[What this task involves]
Give back a single number: the count of lines in the data that contain the string "future".

Items from a dataset
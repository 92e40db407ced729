//! OS signal handling.
//!
//! SIGINT (Ctrl+C) and, on Unix, SIGTERM both trigger graceful shutdown.

use crate::lifecycle::shutdown::Shutdown;

/// Wait for a termination signal, then trigger `shutdown`.
pub async fn shutdown_on_signal(shutdown: Shutdown) {
    let ctrl_c = async {
        if let Err(e) = tokio::signal::ctrl_c().await {
            tracing::error!(error = %e, "Failed to listen for Ctrl+C");
            std::future::pending::<()>().await;
        }
    };

    #[cfg(unix)]
    let terminate = async {
        match tokio::signal::unix::signal(tokio::signal::unix::SignalKind::terminate()) {
            Ok(mut sigterm) => {
                sigterm.recv().await;
            }
            Err(e) => {
                tracing::error!(error = %e, "Failed to listen for SIGTERM");
                std::future::pending::<()>().await;
            }
        }
    };

    #[cfg(not(unix))]
    let terminate = std::future::pending::<()>();

    tokio::select! {
        _ = ctrl_c => tracing::info!("Received Ctrl+C"),
        _ = terminate => tracing::info!("Received SIGTERM"),
    }

    shutdown.trigger();
}
//! Request handling pipeline.
//!
//! # Responsibilities
//! - Generate the correlation ID
//! - Validate correlation headers before any backend interaction
//! - Run the backend call through the operation's circuit breaker
//! - Translate the result and record request metrics
//!
//! # Design Decisions
//! - The guarded call runs on its own task so a disconnecting caller does not
//!   cancel the backend round trip
//! - A backend panic is a breaker failure (fallback 503); a panic anywhere
//!   else in the task surfaces as a JoinError and becomes a 500
//! - Every path ends in a `Translation`; nothing raw reaches the caller

use std::sync::Arc;
use std::time::Instant;

use axum::http::HeaderMap;

use crate::backend::{BackendAdapter, ProcedureCall};
use crate::config::ServiceConfig;
use crate::observability::metrics;
use crate::resilience::{fallback, CircuitBreakerRegistry};
use crate::service::context::{CorrelationIdGenerator, RequestContext, RequestError};
use crate::service::operations::{Operation, OperationRequest};
use crate::translation::{translate, OutcomeKind, ReturnCode, Translation};

/// Final outcome of one handled request.
#[derive(Debug, Clone, PartialEq, Eq)]
pub struct HandledRequest {
    pub correlation_id: String,
    pub translation: Translation,
}

/// Orchestrates validation, the guarded backend call and translation.
pub struct RequestHandler {
    adapter: BackendAdapter,
    breakers: Arc<CircuitBreakerRegistry>,
    ids: CorrelationIdGenerator,
    environment: String,
    output_table: String,
}

impl RequestHandler {
    pub fn new(
        adapter: BackendAdapter,
        breakers: Arc<CircuitBreakerRegistry>,
        service: &ServiceConfig,
    ) -> Self {
        Self {
            adapter,
            breakers,
            ids: CorrelationIdGenerator::new(service),
            environment: service.environment.clone(),
            output_table: service.query_output_table.clone(),
        }
    }

    /// Handle one request end to end.
    pub async fn handle(self: &Arc<Self>, request: OperationRequest, headers: &HeaderMap) -> HandledRequest {
        let operation = request.operation();
        let correlation_id = self.ids.generate(operation.name());

        let context = match RequestContext::from_headers(headers, correlation_id.clone()) {
            Ok(context) => context,
            Err(e) => return self.reject(operation, correlation_id, e),
        };

        let start = Instant::now();
        tracing::debug!(
            correlation_id = %correlation_id,
            operation = operation.name(),
            session_id = %context.session_id,
            transaction_id = %context.transaction_id,
            client_id = %context.client_id,
            "Handling request"
        );

        let this = Arc::clone(self);
        let task = tokio::spawn(async move { this.run(operation, request, context).await });

        let translation = match task.await {
            Ok(translation) => translation,
            Err(e) => {
                tracing::error!(
                    correlation_id = %correlation_id,
                    operation = operation.name(),
                    error = %e,
                    "Request pipeline aborted"
                );
                Translation::internal_error()
            }
        };

        metrics::record_request(operation.name(), translation.kind.status_code().as_u16(), start);
        HandledRequest {
            correlation_id,
            translation,
        }
    }

    /// Reject a request that never reached the pipeline.
    pub fn reject(&self, operation: Operation, correlation_id: String, error: RequestError) -> HandledRequest {
        tracing::warn!(
            correlation_id = %correlation_id,
            operation = operation.name(),
            error = %error,
            "Rejecting request"
        );
        metrics::record_request(operation.name(), OutcomeKind::BadRequest.status_code().as_u16(), Instant::now());

        let body = serde_json::json!({ "error": error.to_string() }).to_string();
        HandledRequest {
            correlation_id,
            translation: Translation {
                kind: OutcomeKind::BadRequest,
                body: Some(body),
                code: ReturnCode::BadRequest,
            },
        }
    }

    /// Correlation ID for a request rejected before `handle`.
    pub fn correlation_id(&self, operation: Operation) -> String {
        self.ids.generate(operation.name())
    }

    async fn run(&self, operation: Operation, request: OperationRequest, context: RequestContext) -> Translation {
        let call = ProcedureCall {
            procedure: operation.procedure().to_string(),
            environment: self.environment.clone(),
            correlation_id: context.correlation_id.clone(),
            requested_at: context.received_at,
            session_id: context.session_id,
            transaction_id: context.transaction_id,
            client_id: context.client_id,
            args: request.args(),
            output_table: self.output_table.clone(),
        };

        let breaker = self.breakers.get(operation.name());
        let result = breaker
            .execute(
                || self.adapter.call(&call),
                |rejection| fallback::service_unavailable(operation.name(), rejection),
            )
            .await;

        let translation = translate(&result);
        match translation.code {
            ReturnCode::Unrecognized(code) => {
                tracing::error!(
                    correlation_id = %call.correlation_id,
                    operation = operation.name(),
                    return_code = code,
                    "Unrecognized return code from backend"
                );
            }
            code if code.is_legacy() => {
                tracing::debug!(
                    correlation_id = %call.correlation_id,
                    return_code = result.status_code,
                    "Legacy return code"
                );
            }
            _ => {}
        }
        translation
    }
}
//! HTTP server setup and configuration.
//!
//! # Responsibilities
//! - Create Axum Router with all handlers
//! - Wire up middleware (tracing, request timeout)
//! - Build the backend adapter, breaker registry and health service
//! - Serve until the shutdown signal fires

use std::sync::Arc;
use std::time::Duration;

use axum::{http::StatusCode, routing::get, Router};
use tokio::net::TcpListener;
use tokio::sync::broadcast;
use tower_http::{timeout::TimeoutLayer, trace::TraceLayer};

use crate::admin;
use crate::backend::{BackendAdapter, ConnectionSource};
use crate::config::{AdminConfig, GatewayConfig};
use crate::health::HealthService;
use crate::http::handlers;
use crate::resilience::CircuitBreakerRegistry;
use crate::service::{Operation, RequestHandler};

/// Application state injected into handlers.
#[derive(Clone)]
pub struct AppState {
    pub handler: Arc<RequestHandler>,
    pub health: Arc<HealthService>,
    pub breakers: Arc<CircuitBreakerRegistry>,
    pub admin: AdminConfig,
}

/// HTTP server for the outage gateway.
pub struct HttpServer {
    router: Router,
    config: GatewayConfig,
    state: AppState,
}

impl HttpServer {
    /// Create a new HTTP server over the given connection source.
    pub fn new(config: GatewayConfig, source: Arc<dyn ConnectionSource>) -> Self {
        let breakers = Arc::new(CircuitBreakerRegistry::new(config.circuit_breaker.clone()));
        // Breakers exist from startup so admin and metrics see every operation.
        for operation in Operation::ALL {
            breakers.get(operation.name());
        }

        let adapter = BackendAdapter::new(source.clone(), config.backend.call_timeout());
        let handler = Arc::new(RequestHandler::new(adapter, breakers.clone(), &config.service));
        let health = Arc::new(HealthService::new(source, config.backend.validation_timeout()));

        let state = AppState {
            handler,
            health,
            breakers,
            admin: config.admin.clone(),
        };

        let router = Self::build_router(&config, state.clone());
        Self {
            router,
            config,
            state,
        }
    }

    /// Build the Axum router with all middleware layers.
    fn build_router(config: &GatewayConfig, state: AppState) -> Router {
        let mut router = Router::new()
            .route("/api/v1/events/{event_id}", get(handlers::event_detail))
            .route("/api/v1/accounts/{account}/outages", get(handlers::outage_detail))
            .route("/api/v1/accounts/{account}/outage-history", get(handlers::outage_history))
            .route("/health/live", get(handlers::liveness))
            .route("/health/ready", get(handlers::readiness))
            .with_state(state.clone());

        if config.admin.enabled {
            router = router.merge(admin::setup_admin_router(state));
        }

        router
            .layer(TimeoutLayer::with_status_code(
                StatusCode::SERVICE_UNAVAILABLE,
                Duration::from_secs(config.timeouts.request_secs),
            ))
            .layer(TraceLayer::new_for_http())
    }

    /// The configured router, for driving requests without a socket.
    pub fn router(&self) -> Router {
        self.router.clone()
    }

    pub fn state(&self) -> &AppState {
        &self.state
    }

    /// Run the server, accepting connections on the given listener.
    pub async fn run(
        self,
        listener: TcpListener,
        mut shutdown: broadcast::Receiver<()>,
    ) -> Result<(), std::io::Error> {
        let addr = listener.local_addr()?;
        tracing::info!(
            address = %addr,
            environment = %self.config.service.environment,
            "HTTP server starting"
        );

        axum::serve(listener, self.router)
            .with_graceful_shutdown(async move {
                let _ = shutdown.recv().await;
                tracing::info!("HTTP server draining");
            })
            .await?;

        tracing::info!("HTTP server stopped");
        Ok(())
    }

    /// Get a reference to the config.
    pub fn config(&self) -> &GatewayConfig {
        &self.config
    }
}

[Answer area]
3